• Your task: Take every line from the listing below that includes "usize" and copy it.

Start of Data supplied

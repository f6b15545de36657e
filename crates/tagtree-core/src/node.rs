//! Tagged tree nodes.
//!
//! The conversion pipeline only depends on the shape of a tree: every node
//! is a mapping (string keys), a sequence or a scalar, and any node may
//! carry a tag. Nodes are shared handles with identity, so the same node
//! may appear at several places of a tree (an alias) and a node may
//! contain itself.

use crate::tag::TagUri;
use indexmap::IndexMap;
use std::cell::{Ref, RefCell};
use std::fmt;
use std::rc::Rc;

/// Scalar leaf value.
#[derive(Debug, Clone, PartialEq)]
pub enum Scalar {
    Null,
    Bool(bool),
    Int(i64),
    Float(f64),
    String(String),
    Binary(Vec<u8>),
}

impl From<bool> for Scalar {
    fn from(v: bool) -> Self {
        Scalar::Bool(v)
    }
}

impl From<i64> for Scalar {
    fn from(v: i64) -> Self {
        Scalar::Int(v)
    }
}

impl From<f64> for Scalar {
    fn from(v: f64) -> Self {
        Scalar::Float(v)
    }
}

impl From<&str> for Scalar {
    fn from(v: &str) -> Self {
        Scalar::String(v.to_string())
    }
}

impl From<String> for Scalar {
    fn from(v: String) -> Self {
        Scalar::String(v)
    }
}

/// Content of a node.
#[derive(Clone)]
pub enum NodeValue {
    Mapping(IndexMap<String, Node>),
    Sequence(Vec<Node>),
    Scalar(Scalar),
}

impl NodeValue {
    pub fn kind(&self) -> &'static str {
        match self {
            NodeValue::Mapping(_) => "mapping",
            NodeValue::Sequence(_) => "sequence",
            NodeValue::Scalar(_) => "scalar",
        }
    }
}

/// Identity of a node, stable for as long as the node is alive.
#[derive(Debug, Clone, Copy, PartialEq, Eq, Hash, PartialOrd, Ord)]
pub struct NodeId(usize);

struct NodeData {
    tag: RefCell<Option<TagUri>>,
    value: RefCell<NodeValue>,
}

/// Shared handle to a tree node. Cloning the handle does not copy the node.
#[derive(Clone)]
pub struct Node(Rc<NodeData>);

impl Node {
    pub fn new(value: NodeValue) -> Self {
        Self(Rc::new(NodeData {
            tag: RefCell::new(None),
            value: RefCell::new(value),
        }))
    }

    pub fn tagged(tag: TagUri, value: NodeValue) -> Self {
        let node = Self::new(value);
        node.set_tag(Some(tag));
        node
    }

    pub fn scalar(value: impl Into<Scalar>) -> Self {
        Self::new(NodeValue::Scalar(value.into()))
    }

    pub fn null() -> Self {
        Self::scalar(Scalar::Null)
    }

    pub fn mapping<K: Into<String>>(entries: impl IntoIterator<Item = (K, Node)>) -> Self {
        Self::new(NodeValue::Mapping(
            entries.into_iter().map(|(k, v)| (k.into(), v)).collect(),
        ))
    }

    pub fn sequence(items: impl IntoIterator<Item = Node>) -> Self {
        Self::new(NodeValue::Sequence(items.into_iter().collect()))
    }

    /// Builder-style variant of [`Node::set_tag`].
    pub fn with_tag(self, tag: TagUri) -> Self {
        self.set_tag(Some(tag));
        self
    }

    pub fn id(&self) -> NodeId {
        NodeId(Rc::as_ptr(&self.0) as *const () as usize)
    }

    pub fn ptr_eq(&self, other: &Node) -> bool {
        Rc::ptr_eq(&self.0, &other.0)
    }

    pub fn tag(&self) -> Option<TagUri> {
        self.0.tag.borrow().clone()
    }

    pub fn set_tag(&self, tag: Option<TagUri>) {
        *self.0.tag.borrow_mut() = tag;
    }

    pub fn value(&self) -> Ref<'_, NodeValue> {
        self.0.value.borrow()
    }

    pub fn set_value(&self, value: NodeValue) {
        *self.0.value.borrow_mut() = value;
    }

    /// Copy tag and content of `other` into this node, keeping this node's
    /// identity.
    pub fn assume(&self, other: &Node) {
        if self.ptr_eq(other) {
            return;
        }
        self.set_tag(other.tag());
        self.set_value(other.value().clone());
    }

    /// Append a child to a sequence node. Returns `false` when the node is
    /// not a sequence.
    pub fn push(&self, child: Node) -> bool {
        match &mut *self.0.value.borrow_mut() {
            NodeValue::Sequence(items) => {
                items.push(child);
                true
            }
            _ => false,
        }
    }

    /// Insert a child into a mapping node. Returns `false` when the node is
    /// not a mapping.
    pub fn insert(&self, key: impl Into<String>, child: Node) -> bool {
        match &mut *self.0.value.borrow_mut() {
            NodeValue::Mapping(entries) => {
                entries.insert(key.into(), child);
                true
            }
            _ => false,
        }
    }

    /// Child of a mapping node by key.
    pub fn get(&self, key: &str) -> Option<Node> {
        match &*self.value() {
            NodeValue::Mapping(entries) => entries.get(key).cloned(),
            _ => None,
        }
    }

    /// Child of a sequence node by position.
    pub fn at(&self, index: usize) -> Option<Node> {
        match &*self.value() {
            NodeValue::Sequence(items) => items.get(index).cloned(),
            _ => None,
        }
    }

    /// Build an untagged tree from a JSON value.
    pub fn from_json(value: &serde_json::Value) -> Node {
        use serde_json::Value;
        match value {
            Value::Null => Node::null(),
            Value::Bool(b) => Node::scalar(*b),
            Value::Number(n) => match n.as_i64() {
                Some(i) => Node::scalar(i),
                None => Node::scalar(n.as_f64().unwrap_or(f64::NAN)),
            },
            Value::String(s) => Node::scalar(s.as_str()),
            Value::Array(items) => Node::sequence(items.iter().map(Node::from_json)),
            Value::Object(entries) => {
                Node::mapping(entries.iter().map(|(k, v)| (k.clone(), Node::from_json(v))))
            }
        }
    }

    /// Render the tree as JSON, dropping tags. Returns `None` for cyclic
    /// trees and for binary scalars.
    pub fn to_json(&self) -> Option<serde_json::Value> {
        self.to_json_guarded(&mut Vec::new())
    }

    fn to_json_guarded(&self, path: &mut Vec<NodeId>) -> Option<serde_json::Value> {
        use serde_json::Value;
        if path.contains(&self.id()) {
            return None;
        }
        path.push(self.id());
        let value = match &*self.value() {
            NodeValue::Scalar(scalar) => match scalar {
                Scalar::Null => Value::Null,
                Scalar::Bool(b) => Value::Bool(*b),
                Scalar::Int(i) => Value::from(*i),
                Scalar::Float(f) => Value::from(*f),
                Scalar::String(s) => Value::String(s.clone()),
                Scalar::Binary(_) => return None,
            },
            NodeValue::Sequence(items) => Value::Array(
                items
                    .iter()
                    .map(|item| item.to_json_guarded(path))
                    .collect::<Option<Vec<_>>>()?,
            ),
            NodeValue::Mapping(entries) => Value::Object(
                entries
                    .iter()
                    .map(|(k, v)| v.to_json_guarded(path).map(|v| (k.clone(), v)))
                    .collect::<Option<serde_json::Map<_, _>>>()?,
            ),
        };
        path.pop();
        Some(value)
    }
}

impl fmt::Debug for Node {
    fn fmt(&self, f: &mut fmt::Formatter<'_>) -> fmt::Result {
        // Shallow on purpose: trees may be cyclic.
        let mut s = f.debug_struct("Node");
        s.field("id", &self.id());
        if let Some(tag) = self.tag() {
            s.field("tag", &tag.as_str());
        }
        match &*self.value() {
            NodeValue::Mapping(entries) => {
                s.field("keys", &entries.keys().collect::<Vec<_>>());
            }
            NodeValue::Sequence(items) => {
                s.field("len", &items.len());
            }
            NodeValue::Scalar(scalar) => {
                s.field("scalar", scalar);
            }
        }
        s.finish()
    }
}

#[cfg(test)]
mod tests {
    use super::*;

    #[test]
    fn test_from_json_shape() {
        let node = Node::from_json(&serde_json::json!({
            "name": "origin",
            "coords": [0, 1.5],
            "visible": true,
            "parent": null
        }));

        assert_eq!(node.value().kind(), "mapping");
        let coords = node.get("coords").unwrap();
        assert_eq!(coords.value().kind(), "sequence");
        match &*coords.at(1).unwrap().value() {
            NodeValue::Scalar(Scalar::Float(f)) => assert_eq!(*f, 1.5),
            _ => panic!("Expected float scalar"),
        }
        assert!(node.tag().is_none());
    }

    #[test]
    fn test_shared_node_identity() {
        let shared = Node::scalar("shared");
        let root = Node::sequence([shared.clone(), shared.clone()]);
        assert!(root.at(0).unwrap().ptr_eq(&root.at(1).unwrap()));
        assert_eq!(root.at(0).unwrap().id(), shared.id());
    }

    #[test]
    fn test_self_containing_node() {
        let root = Node::mapping(Vec::<(String, Node)>::new());
        assert!(root.insert("self", root.clone()));
        assert!(root.get("self").unwrap().ptr_eq(&root));
        // Debug must not recurse into the cycle.
        let rendered = format!("{root:?}");
        assert!(rendered.contains("self"));
    }

    #[test]
    fn test_assume_keeps_identity() {
        let target = Node::null();
        let tag = TagUri::parse("tag:example.org:thing-1.0.0").unwrap();
        let source = Node::sequence([Node::scalar(1i64)]).with_tag(tag.clone());
        let id = target.id();
        target.assume(&source);
        assert_eq!(target.id(), id);
        assert_eq!(target.tag(), Some(tag));
        assert_eq!(target.value().kind(), "sequence");
    }

    #[test]
    fn test_to_json_round_trip_and_cycle() {
        let json = serde_json::json!({"a": [1, "two", null], "b": {"c": false}});
        assert_eq!(Node::from_json(&json).to_json(), Some(json));

        let cyclic = Node::sequence([]);
        cyclic.push(cyclic.clone());
        assert!(cyclic.to_json().is_none());
    }

    #[test]
    fn test_push_on_scalar_is_rejected() {
        let node = Node::scalar(3i64);
        assert!(!node.push(Node::null()));
        assert!(!node.insert("k", Node::null()));
    }
}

End of Data supplied

• Written solution:
pub struct NodeId(usize);
        NodeId(Rc::as_ptr(&self.0) as *const () as usize)
    pub fn at(&self, index: usize) -> Option<Node> {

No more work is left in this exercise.